Myrtle Broome - Artist and Egyptologist
Council Chamber
From 5th July 2025 to January 2026

Myrtle Florence Broome was a British Egyptologist and artist known for her illustrated work with Amice Calverley on the Temple of Seti I at Abydos in Egypt and her paintings of Egyptian village life in the 1920s and 1930s.
Myrtle Broome was born in Holborn and the Broome family came to Bushey in about 1900. Myrtle Broome studied with Hubert von Herkomer’s cousin, Bertha Herkomer, who taught in Bushey and Watford at that time. Her father, Washington Broome, who had been associated with William Morris, was a music publisher and ran the old Bourne Press. He had a house 'Avalon' built in Grange Road, Bushey and decorated it with Myrtle’s help.

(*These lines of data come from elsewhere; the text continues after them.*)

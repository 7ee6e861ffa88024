//! Engine configuration
//!
//! Defaults reproduce the stock rules. A JSON file named by `BLOCKFALL_CONFIG`
//! may override any subset of fields, and `BLOCKFALL_SEED` pins the piece
//! sequence.

use std::env;
use std::fs;
use std::path::Path;

use serde::{Deserialize, Serialize};

use crate::types::{
    EngineError, COUNTDOWN_TICKS, DROP_DELAY_STEP_MS, INITIAL_DROP_DELAY_MS, LINES_PER_LEVEL,
    MIN_DROP_DELAY_MS, PREVIEW_SIZE,
};

pub const CONFIG_ENV: &str = "BLOCKFALL_CONFIG";
pub const SEED_ENV: &str = "BLOCKFALL_SEED";

#[derive(Debug, Clone, Copy, PartialEq, Eq, Serialize, Deserialize)]
#[serde(default)]
pub struct EngineConfig {
    /// Fixed randomizer seed; `None` draws from OS entropy.
    pub seed: Option<u64>,
    pub countdown_ticks: u8,
    pub lines_per_level: u32,
    pub initial_drop_delay_ms: u32,
    pub drop_delay_step_ms: u32,
    pub min_drop_delay_ms: u32,
    pub preview_size: usize,
}

impl Default for EngineConfig {
    fn default() -> Self {
        Self {
            seed: None,
            countdown_ticks: COUNTDOWN_TICKS,
            lines_per_level: LINES_PER_LEVEL,
            initial_drop_delay_ms: INITIAL_DROP_DELAY_MS,
            drop_delay_step_ms: DROP_DELAY_STEP_MS,
            min_drop_delay_ms: MIN_DROP_DELAY_MS,
            preview_size: PREVIEW_SIZE,
        }
    }
}

impl EngineConfig {
    pub fn validate(&self) -> Result<(), EngineError> {
        if self.lines_per_level == 0 {
            return Err(EngineError::Config("lines_per_level must be positive".into()));
        }
        if self.preview_size == 0 || self.preview_size > PREVIEW_SIZE {
            return Err(EngineError::Config(format!(
                "preview_size must be in 1..={PREVIEW_SIZE}, got {}",
                self.preview_size
            )));
        }
        if self.countdown_ticks == 0 {
            return Err(EngineError::Config("countdown_ticks must be positive".into()));
        }
        if self.min_drop_delay_ms > self.initial_drop_delay_ms {
            return Err(EngineError::Config(format!(
                "min_drop_delay_ms ({}) exceeds initial_drop_delay_ms ({})",
                self.min_drop_delay_ms, self.initial_drop_delay_ms
            )));
        }
        Ok(())
    }

    /// Parse and validate a JSON document. Missing fields keep their defaults.
    pub fn from_json_str(json: &str) -> Result<Self, EngineError> {
        let config: Self =
            serde_json::from_str(json).map_err(|e| EngineError::Config(e.to_string()))?;
        config.validate()?;
        Ok(config)
    }

    pub fn from_file(path: &Path) -> Result<Self, EngineError> {
        let json = fs::read_to_string(path)
            .map_err(|e| EngineError::Config(format!("{}: {e}", path.display())))?;
        Self::from_json_str(&json)
    }

    /// Load from `BLOCKFALL_CONFIG` (optional) then apply `BLOCKFALL_SEED`.
    pub fn from_env() -> Result<Self, EngineError> {
        let path = env::var(CONFIG_ENV)
            .ok()
            .map(|s| s.trim().to_string())
            .filter(|s| !s.is_empty());
        let seed = env::var(SEED_ENV).ok();
        Self::from_sources(path.as_deref().map(Path::new), seed.as_deref())
    }

    fn from_sources(path: Option<&Path>, seed: Option<&str>) -> Result<Self, EngineError> {
        let mut config = match path {
            Some(path) => Self::from_file(path)?,
            None => Self::default(),
        };
        if let Some(seed) = seed {
            let seed = seed
                .trim()
                .parse()
                .map_err(|_| EngineError::Config(format!("{SEED_ENV} is not a u64: {seed:?}")))?;
            config.seed = Some(seed);
        }
        Ok(config)
    }
}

Myrtle was an adventurous and versatile artist and between 1911-3 she studied at University College London for the Certificate in Egyptology where she was a pupil of Margaret Murray and Flinders Petrie. In 1927 she worked at Qau under the auspices of the British School of Archaeology. This led to her working every summer between 1929-37 at Abydos as the assistant of Amice Calverley copying tomb inscriptions.
Four folio volumes of the expedition’s work were published after the completion of the project in 1938. These made a notable contribution to the field of Egyptology and Myrtle became known amongst Egyptologists as one of the finest exponents of the art of epigraphy, the study of inscriptions.
Myrtle retired from Egyptology in 1937 and returned home to Bushey for good due to her father’s illness. For the rest of her life, she spent a quiet retreat with her art in her home of Avalon. She died in Bushey, 27 January, 1978.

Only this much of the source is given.